● DATA FOR PROCESSING:
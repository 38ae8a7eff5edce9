//! Error types for the gateway

use super::kind::ErrorKind;
use serde_json::{Map, Value};
use thiserror::Error;

/// Result type alias for start-up and plumbing code
pub type Result<T> = std::result::Result<T, GatewayError>;

/// Start-up and infrastructure errors
///
/// These never reach an HTTP client; request-path failures are [`ServiceError`]s.
#[derive(Error, Debug)]
pub enum GatewayError {
    /// Configuration errors
    #[error("Configuration error: {0}")]
    Config(String),

    /// HTTP client errors
    #[error("HTTP client error: {0}")]
    HttpClient(#[from] reqwest::Error),

    /// Serialization errors
    #[error("Serialization error: {0}")]
    Serialization(#[from] serde_json::Error),

    /// YAML parsing errors
    #[error("YAML error: {0}")]
    Yaml(#[from] serde_yaml::Error),

    /// IO errors
    #[error("IO error: {0}")]
    Io(#[from] std::io::Error),

    /// HTTP server errors
    #[error("Server error: {0}")]
    Server(String),

    /// Classified failure outside a request, e.g. one-shot extraction
    #[error("{} ({})", .0, .0.kind())]
    Service(#[from] ServiceError),
}

/// A classified failure
///
/// Created at the failure site closest to the cause and propagated unchanged.
/// `details` is a flat, machine-readable map rendered into the error envelope.
#[derive(Error, Debug, Clone, PartialEq)]
#[error("{message}")]
pub struct ServiceError {
    pub(super) kind: ErrorKind,
    pub(super) message: String,
    pub(super) details: Map<String, Value>,
}

impl ServiceError {
    /// Create an error of the given kind with no details
    pub fn new(kind: ErrorKind, message: impl Into<String>) -> Self {
        Self {
            kind,
            message: message.into(),
            details: Map::new(),
        }
    }

    /// Attach a detail entry, replacing any previous value for `key`
    pub fn with_detail(mut self, key: impl Into<String>, value: impl Into<Value>) -> Self {
        self.details.insert(key.into(), value.into());
        self
    }

    /// Merge a map of details into this error
    pub fn with_details(mut self, details: Map<String, Value>) -> Self {
        self.details.extend(details);
        self
    }

    pub fn kind(&self) -> ErrorKind {
        self.kind
    }

    pub fn message(&self) -> &str {
        &self.message
    }

    pub fn details(&self) -> &Map<String, Value> {
        &self.details
    }

    /// Look up a single detail
    pub fn detail(&self, key: &str) -> Option<&Value> {
        self.details.get(key)
    }

    /// HTTP status code for this error's kind
    pub fn http_code(&self) -> u16 {
        self.kind.http_code()
    }

    /// Whether this error's kind is `kind` or one of its descendants
    pub fn is_a(&self, kind: ErrorKind) -> bool {
        self.kind.is_a(kind)
    }
}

● PROBLEM DETAILS: All of the material must be given again without any change.

● OUTPUT:
repository 38ae8a7eff5edce9
//! Error types for the gateway

use super::kind::ErrorKind;
use serde_json::{Map, Value};
use thiserror::Error;

/// Result type alias for start-up and plumbing code
pub type Result<T> = std::result::Result<T, GatewayError>;

/// Start-up and infrastructure errors
///
/// These never reach an HTTP client; request-path failures are [`ServiceError`]s.
#[derive(Error, Debug)]
pub enum GatewayError {
    /// Configuration errors
    #[error("Configuration error: {0}")]
    Config(String),

    /// HTTP client errors
    #[error("HTTP client error: {0}")]
    HttpClient(#[from] reqwest::Error),

    /// Serialization errors
    #[error("Serialization error: {0}")]
    Serialization(#[from] serde_json::Error),

    /// YAML parsing errors
    #[error("YAML error: {0}")]
    Yaml(#[from] serde_yaml::Error),

    /// IO errors
    #[error("IO error: {0}")]
    Io(#[from] std::io::Error),

    /// HTTP server errors
    #[error("Server error: {0}")]
    Server(String),

    /// Classified failure outside a request, e.g. one-shot extraction
    #[error("{} ({})", .0, .0.kind())]
    Service(#[from] ServiceError),
}

/// A classified failure
///
/// Created at the failure site closest to the cause and propagated unchanged.
/// `details` is a flat, machine-readable map rendered into the error envelope.
#[derive(Error, Debug, Clone, PartialEq)]
#[error("{message}")]
pub struct ServiceError {
    pub(super) kind: ErrorKind,
    pub(super) message: String,
    pub(super) details: Map<String, Value>,
}

impl ServiceError {
    /// Create an error of the given kind with no details
    pub fn new(kind: ErrorKind, message: impl Into<String>) -> Self {
        Self {
            kind,
            message: message.into(),
            details: Map::new(),
        }
    }

    /// Attach a detail entry, replacing any previous value for `key`
    pub fn with_detail(mut self, key: impl Into<String>, value: impl Into<Value>) -> Self {
        self.details.insert(key.into(), value.into());
        self
    }

    /// Merge a map of details into this error
    pub fn with_details(mut self, details: Map<String, Value>) -> Self {
        self.details.extend(details);
        self
    }

    pub fn kind(&self) -> ErrorKind {
        self.kind
    }

    pub fn message(&self) -> &str {
        &self.message
    }

    pub fn details(&self) -> &Map<String, Value> {
        &self.details
    }

    /// Look up a single detail
    pub fn detail(&self, key: &str) -> Option<&Value> {
        self.details.get(key)
    }

    /// HTTP status code for this error's kind
    pub fn http_code(&self) -> u16 {
        self.kind.http_code()
    }

    /// Whether this error's kind is `kind` or one of its descendants
    pub fn is_a(&self, kind: ErrorKind) -> bool {
        self.kind.is_a(kind)
    }
}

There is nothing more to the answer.